By twhalliii | THE BACK ROW MANIFESTO by Tom Hall January 3, 2011 at 8:03AM
Note: For a complete list of my favorite films of 2010, please visit my wholly deficient list over at criticWIRE.
Obligatory Repetitive Introduction
In the past, in lieu of ranking movies and being held hostage by the dissonance between the film release calendar and my own experience of the ebb and flow of filmgoing, I have listed my favorite cinematic experiences of the year. I want to get back to that; as the way in which I get to watch movies and talk about them continues to diversify, as the idea of cinematic experience expands to multiple devices, formats, cities, communities, I think this list is here to stay. The age of the theatrical release calendar is dead for me; we’re living in a new time, where the movies can be found in every area of life, from online conversations to your home entertainment system, the back of a car seat to a projection screen at a restaurant, your phone to a portable tablet. So, I am going back to my old model, probably for good; over the next ten days, I’ll be posting my Top 10 Cinematic Experiences of 2010. Not necessarily films (although sometimes), these are the experiences that defined my year in film culture. Subjectivity alert!

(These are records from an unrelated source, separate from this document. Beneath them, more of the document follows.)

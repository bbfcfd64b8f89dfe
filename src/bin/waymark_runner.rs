//! waymark-runner: hosts one subscription
//!
//! Reads events from the SQLite event store at `storage.path`, applies them
//! to a logging projection, and advances the subscription checkpoint in the
//! configured storage backend. Logs a liveness report on a fixed interval.
//!
//! ## Architecture
//! ```text
//! [SQLite events] --read_forward--> [runner] --batch--> [projections]
//!                                      |
//!                                      v
//!                         [checkpoint store + lock]
//! ```
//!
//! ## Configuration
//! - First argument: configuration file (optional)
//! - WAYMARK_CONFIG: configuration file (optional)
//! - WAYMARK__*: overrides, e.g. WAYMARK__SUBSCRIPTION__BATCH_SIZE=100
//! - WAYMARK_LOG: tracing filter (default: info)
//!
//! With `subscription.transactional: true`, an event-type counter projection
//! is co-committed with the checkpoint.

use std::sync::Arc;

use sqlx::Pool;
use tracing::{error, info, warn};

use waymark::config::{Config, StorageType, SubscriptionConfig};
use waymark::monitor::GapMonitor;
use waymark::processing::{
    BatchCheckpointer, BatchProcessor, Checkpointer, HandlerRegistry,
    PooledTransactionalCheckpointer, TransactionalBatchCheckpointer, UnitOfWork,
};
use waymark::projectors::{EventTypeCounts, LoggingProjection, EVENT_TYPE_COUNTS_DDL};
use waymark::runner::SubscriptionRunner;
use waymark::storage::{
    CheckpointStore, EventStore, RelationalBackend, SqlCheckpointStore, SqliteBackend,
    SqliteEventStore, SqliteSubscriptionLock, SubscriptionLock,
};
use waymark::utils::bootstrap::{connect_sqlite, init_tracing};

type Wiring = (
    Arc<dyn Checkpointer>,
    Arc<dyn CheckpointStore>,
    Arc<dyn SubscriptionLock>,
);

#[tokio::main]
async fn main() -> Result<(), Box<dyn std::error::Error>> {
    let config_path = std::env::args().nth(1);
    let config = Config::load(config_path.as_deref())?;

    init_tracing();

    let sub = &config.subscription;
    info!(
        subscription = %sub.id,
        scope = %sub.scope,
        batch_size = sub.batch_size,
        transactional = sub.transactional,
        "waymark-runner starting"
    );

    let events_pool = connect_sqlite(&config.storage).await?;
    let events = Arc::new(SqliteEventStore::new(events_pool.clone()));
    events.init().await?;

    let unit_of_work = Arc::new(UnitOfWork::new());
    let mut registry = HandlerRegistry::builder().on_any(LoggingProjection::new(sub.id.clone()));
    if sub.transactional {
        registry = registry.on_any(EventTypeCounts::new(unit_of_work.clone()));
    }
    let processor = Arc::new(BatchProcessor::new(Arc::new(registry.build())));

    let (checkpointer, checkpoints, lock): Wiring = match config.storage.storage_type {
        StorageType::Sqlite => {
            let lock = SqliteSubscriptionLock::new(events_pool.clone());
            lock.init().await?;
            sqlx::raw_sql(EVENT_TYPE_COUNTS_DDL)
                .execute(&events_pool)
                .await?;
            let (checkpointer, checkpoints) = relational::<SqliteBackend>(
                events_pool.clone(),
                sub,
                processor,
                unit_of_work,
            )
            .await?;
            (checkpointer, checkpoints, Arc::new(lock))
        }
        #[cfg(feature = "postgres")]
        StorageType::Postgres => {
            use waymark::storage::{PostgresAdvisoryLock, PostgresBackend};
            use waymark::utils::bootstrap::connect_postgres;

            let pool = connect_postgres(&config.storage).await?;
            sqlx::raw_sql(EVENT_TYPE_COUNTS_DDL).execute(&pool).await?;
            let lock = PostgresAdvisoryLock::new(pool.clone());
            let (checkpointer, checkpoints) =
                relational::<PostgresBackend>(pool, sub, processor, unit_of_work).await?;
            (checkpointer, checkpoints, Arc::new(lock))
        }
        #[cfg(not(feature = "postgres"))]
        StorageType::Postgres => {
            return Err("postgres storage requires the `postgres` feature".into());
        }
    };

    let events: Arc<dyn EventStore> = events;
    let monitor = GapMonitor::new(events.clone(), checkpoints, sub.id.clone(), sub.scope.clone())
        .with_threshold(sub.liveness_threshold);

    let handle = SubscriptionRunner::new(events, checkpointer, sub.batch_options())
        .with_lock(lock)
        .with_retry(config.retry.clone())
        .with_poll(sub.poll_settings())
        .start();

    let mut status = handle.subscribe();
    let mut ticker = tokio::time::interval(sub.report_interval());
    let shutdown = tokio::signal::ctrl_c();
    tokio::pin!(shutdown);

    loop {
        tokio::select! {
            _ = &mut shutdown => {
                info!("Shutdown requested");
                break;
            }
            _ = ticker.tick() => match monitor.report().await {
                Ok(report) => info!(
                    subscription = %report.subscription_id,
                    last_position = ?report.last_position.map(|p| p.0),
                    tail_position = ?report.tail_position.map(|p| p.0),
                    gap = report.gap,
                    live = report.live,
                    "Liveness"
                ),
                Err(e) => warn!(error = %e, "Liveness report failed"),
            },
            changed = status.changed() => {
                if changed.is_err() || status.borrow_and_update().state.is_terminal() {
                    break;
                }
            }
        }
    }

    if let Err(e) = handle.stop().await {
        error!(error = %e, "Subscription ended with error");
        return Err(e.into());
    }

    info!("waymark-runner stopped");
    Ok(())
}

/// Checkpointer and standalone checkpoint store for one relational backend.
async fn relational<B: RelationalBackend>(
    pool: Pool<B::Db>,
    sub: &SubscriptionConfig,
    processor: Arc<BatchProcessor>,
    unit_of_work: Arc<UnitOfWork>,
) -> waymark::storage::Result<(Arc<dyn Checkpointer>, Arc<dyn CheckpointStore>)> {
    let store = SqlCheckpointStore::<B>::new(pool.clone());
    store.init().await?;

    let checkpointer: Arc<dyn Checkpointer> = if sub.transactional {
        Arc::new(PooledTransactionalCheckpointer::new(
            pool,
            TransactionalBatchCheckpointer::<B>::new(sub.id.clone(), processor, unit_of_work),
        ))
    } else {
        Arc::new(BatchCheckpointer::new(
            sub.id.clone(),
            processor,
            SqlCheckpointStore::<B>::new(pool),
        ))
    };

    Ok((checkpointer, Arc::new(store)))
}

1. Queer and Patti Smith at Sarasota
Our Queer Program (designed by Rachel Dengiz, Olive Productions)
Is it self serving to make the number one cinematic experience of my year an event that I worked on? I hope not; working on the Sarasota Film Festival is what defines my career, it is the most meaningful contribution I make to cinema (take that for what it is worth) and I spend countless hours working and fretting over the details of the event. And, even more than all of that, this year was incredibly special; I was privileged to work with Steve Buscemi, Oren Moverman, Wren Arthur and the team at Olive Productions to present a staged reading of Queer, Moverman’s adaptation of the early novels of William S. Burroughs. The cast? Buscemi directed and performed as Burroughs, Stanley Tucci read stage directions and played a couple of small roles, Ben Foster played Allerton, the object of Burrough’s desire, Lisa Joyce was Burrough’s wife Joan, and John Ventimiglia performed as various denizens of the expat bar scene in Mexico. The location? A small, 130 seat black box theater on the edge of downtown Sarasota. Before the reading began? Patti Smith walked on stage to say a few words of remembrance for Burroughs, and her honest, heartfelt tribute to the writer set the stage for a great evening.

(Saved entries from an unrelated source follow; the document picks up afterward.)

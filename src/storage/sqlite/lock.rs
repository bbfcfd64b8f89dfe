//! SQLite SubscriptionLock implementation.
//!
//! SQLite has no advisory locks, so ownership is a row in
//! `subscription_locks`. The row outlives a crashed holder; operators clear
//! it with [`SqliteSubscriptionLock::force_release`].

use async_trait::async_trait;
use sea_query::{Expr, OnConflict, Query, SqliteQueryBuilder};
use sqlx::SqlitePool;
use tracing::warn;
use uuid::Uuid;

use crate::storage::schema::SubscriptionLocks;
use crate::storage::sql::{RelationalBackend, SqliteBackend};
use crate::storage::{lock_id_for, LockGuard, Result, SubscriptionLock};

/// Row-based subscription lock.
pub struct SqliteSubscriptionLock {
    pool: SqlitePool,
}

impl SqliteSubscriptionLock {
    pub fn new(pool: SqlitePool) -> Self {
        Self { pool }
    }

    /// Create the lock table if missing. Shares the checkpoint schema.
    pub async fn init(&self) -> Result<()> {
        let mut conn = self.pool.acquire().await?;
        SqliteBackend::create_schema(&mut *conn).await
    }

    /// Drop a lock regardless of owner.
    pub async fn force_release(&self, subscription_id: &str) -> Result<bool> {
        let query = Query::delete()
            .from_table(SubscriptionLocks::Table)
            .and_where(Expr::col(SubscriptionLocks::SubscriptionId).eq(subscription_id))
            .to_string(SqliteQueryBuilder);

        let done = sqlx::query(&query).execute(&self.pool).await?;
        if done.rows_affected() > 0 {
            warn!(subscription = %subscription_id, "Subscription lock forcibly released");
        }
        Ok(done.rows_affected() > 0)
    }
}

#[async_trait]
impl SubscriptionLock for SqliteSubscriptionLock {
    async fn try_acquire(&self, subscription_id: &str) -> Result<Option<LockGuard>> {
        let lock_id = lock_id_for(subscription_id);
        let owner = Uuid::new_v4().to_string();

        let query = Query::insert()
            .into_table(SubscriptionLocks::Table)
            .columns([
                SubscriptionLocks::SubscriptionId,
                SubscriptionLocks::LockId,
                SubscriptionLocks::Owner,
                SubscriptionLocks::AcquiredAt,
            ])
            .values_panic([
                subscription_id.into(),
                lock_id.into(),
                owner.clone().into(),
                chrono::Utc::now().to_rfc3339().into(),
            ])
            .on_conflict(
                OnConflict::column(SubscriptionLocks::SubscriptionId)
                    .do_nothing()
                    .to_owned(),
            )
            .to_string(SqliteQueryBuilder);

        let done = sqlx::query(&query).execute(&self.pool).await?;
        if done.rows_affected() == 0 {
            return Ok(None);
        }

        Ok(Some(LockGuard {
            subscription_id: subscription_id.to_string(),
            lock_id,
            owner,
        }))
    }

    async fn release(&self, guard: LockGuard) -> Result<()> {
        let query = Query::delete()
            .from_table(SubscriptionLocks::Table)
            .and_where(Expr::col(SubscriptionLocks::SubscriptionId).eq(guard.subscription_id.as_str()))
            .and_where(Expr::col(SubscriptionLocks::Owner).eq(guard.owner.as_str()))
            .to_string(SqliteQueryBuilder);

        sqlx::query(&query).execute(&self.pool).await?;
        Ok(())
    }
}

Queer at Sarasota: (L to R): Stanley Tucci, Lisa Joyce, Steve Buscemi, Ben Foster, John Ventimiglia (photo by Mollie Grady)
It was an event I was extremely proud to have helped organize and it was a flawless reading; the crowd was riveted by the story and performances and everyone seemed to really enjoy the experience. How could they not? It’s not every day you get to see that group of people on stage together, debuting a new work. And yet, in the grand scheme of the festival world, it didn’t really make any waves, which might be for the best; Sarasota continues to fly a little bit under the radar which is at once frustrating for me and probably for the best. The festival continues to be very special to me, and the intimacy we can achieve is only possible by keeping things, well, special. The up-close and personal experience of Queer was bested the following night when Patti Smith and Lenny Kaye serenaded the attendees at our festival’s President’s Dinner by strolling table to table and singing Beneath The Southern Cross. Everyone was awestruck, a feeling that carried over to the Late Night Party, where Patti and Lenny played a 70 minute acoustic set in a very small room, with a less than desirable sound system, and blew the crowd away.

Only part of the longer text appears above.